July 27, 2009
The following report was produced by Defenders of the Black Hills:
1. World War II ended with the nuclear bomb and introduced the use of nuclear energy for the production of electricity which caused the price of uranium to rise. Uranium mining in South Dakota, Wyoming, Montana, and North Dakota began in the middle of the 1960s. As the economy of the Midwestern states depends primarily on agriculture, when uranium was discovered in the region, many get-rich-quick schemes were adopted.
Not only were large mining companies pushing off the tops of bluffs and buttes, but small individual ranchers were also digging in their pastures for the radioactive metal. Mining occurred on both public and private land, although the Great Sioux Nation still maintains a claim to the area through the Fort Laramie Treaties of 1851 and 1868, the March 3rd Act of 1871, Article VI of the US Constitution, and the 1980 Supreme Court decision on the Black Hills.

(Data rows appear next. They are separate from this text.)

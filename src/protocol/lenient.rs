//! Forgiving field deserializers for client payloads.
//!
//! Typing clients send numbers as JSON numbers, numeric strings, or garbage.
//! Garbage never rejects the frame; it reads as zero (or absent) and the
//! session clamps what is left.

use serde::{Deserialize, Deserializer};
use serde_json::Value;
use uuid::Uuid;

fn coerce_number(value: &Value) -> Option<f64> {
    let number = match value {
        Value::Number(n) => n.as_f64(),
        Value::String(s) => s.trim().parse::<f64>().ok(),
        Value::Bool(b) => Some(if *b { 1.0 } else { 0.0 }),
        _ => None,
    };
    number.filter(|n| n.is_finite())
}

/// A number that defaults to `0.0` when missing or non-numeric.
pub fn number<'de, D>(deserializer: D) -> Result<f64, D::Error>
where
    D: Deserializer<'de>,
{
    let raw = Option::<Value>::deserialize(deserializer)?;
    Ok(raw.as_ref().and_then(coerce_number).unwrap_or(0.0))
}

/// A number that reads as `None` when missing or non-numeric.
pub fn optional_number<'de, D>(deserializer: D) -> Result<Option<f64>, D::Error>
where
    D: Deserializer<'de>,
{
    let raw = Option::<Value>::deserialize(deserializer)?;
    Ok(raw.as_ref().and_then(coerce_number))
}

/// A string field that tolerates non-string JSON by treating it as absent.
pub fn optional_string<'de, D>(deserializer: D) -> Result<Option<String>, D::Error>
where
    D: Deserializer<'de>,
{
    let raw = Option::<Value>::deserialize(deserializer)?;
    Ok(match raw {
        Some(Value::String(s)) => Some(s),
        _ => None,
    })
}

/// A UUID that reads as `None` when missing or malformed.
pub fn optional_uuid<'de, D>(deserializer: D) -> Result<Option<Uuid>, D::Error>
where
    D: Deserializer<'de>,
{
    let raw = Option::<Value>::deserialize(deserializer)?;
    Ok(raw
        .as_ref()
        .and_then(Value::as_str)
        .and_then(|s| Uuid::parse_str(s.trim()).ok()))
}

2. In northwestern South Dakota, the Cave Hills area is managed by the US Forest Service. The area currently contains 89 abandoned open-pit uranium mines. Studies by the USFS show that one mine alone has 1,400 millirems per hour (mR/hr) of exposed radiation, a level of radiation that is 120,000 times higher than normal background of 100 millirems per year (mR/yr)! In the southwestern Black Hills, the US Forest Service reported on 29 abandoned open-pit uranium mines, one of which is about 1 square mile in size.
3. It is estimated that more than 1,000 open-pit uranium mines and prospects can be found in the four state region from a map developed by the US Forest Service. The water runoff from the creeks and rivers near these abandoned uranium mines eventually empties into the Missouri River which empties into the Mississippi River.
4. The following agencies are aware of these abandoned uranium mines and prospects: US Forest Service, US Environmental Protection Agency, US Bureau of Land Management, SD Department of Environment and Natural Resources, the Bureau of Indian Affairs and the US Indian Health Service. Only after public concern about these mines was raised a few years ago did the USFS and the EPA pay for a study in 2006 of the off site effects caused by only 1 abandoned mine.
5. More than 4,000 exploratory holes, some large enough for a person to fall into, are found in the southwestern Black Hills with an additional 3,000 holes just 10 miles west of the town of Belle Fourche, SD near the Wyoming border. These holes go to depths of 600 feet. This exploratory process itself allows radioactive pollutants to cross contaminate underground water sources. More exploratory holes for uranium are being drilled in Wyoming and South Dakota.
6. The US Air Force also used small nuclear power plants in some of their remote radar stations. No data is available on the current status or disposal of these small nuclear power sources or of their wastes. The US Air Force is responsible for monitoring these sites although there is no stopping the radioactive pollution that could contaminate aquifers.
7. In Wyoming, hundreds of abandoned open-pit uranium mines and prospects can be found in or near the coal in the Powder River Basin, and the coal is laced with uranium ore. The coal is shipped to power plants in the Eastern part of the United States.
Radioactive dust and particles are released into the air at the coal fired power plants and often set off the warning systems at nuclear power plants. The same radioactive dust and particles are released into the air that travels across South Dakota and to the South and East in the coal strip mining process.
8. In 1972, President Richard Nixon signed a secret Executive Order declaring this four State region in the Upper Midwest to be a ‘National Sacrifice Area’ for the mining and production of uranium and nuclear energy.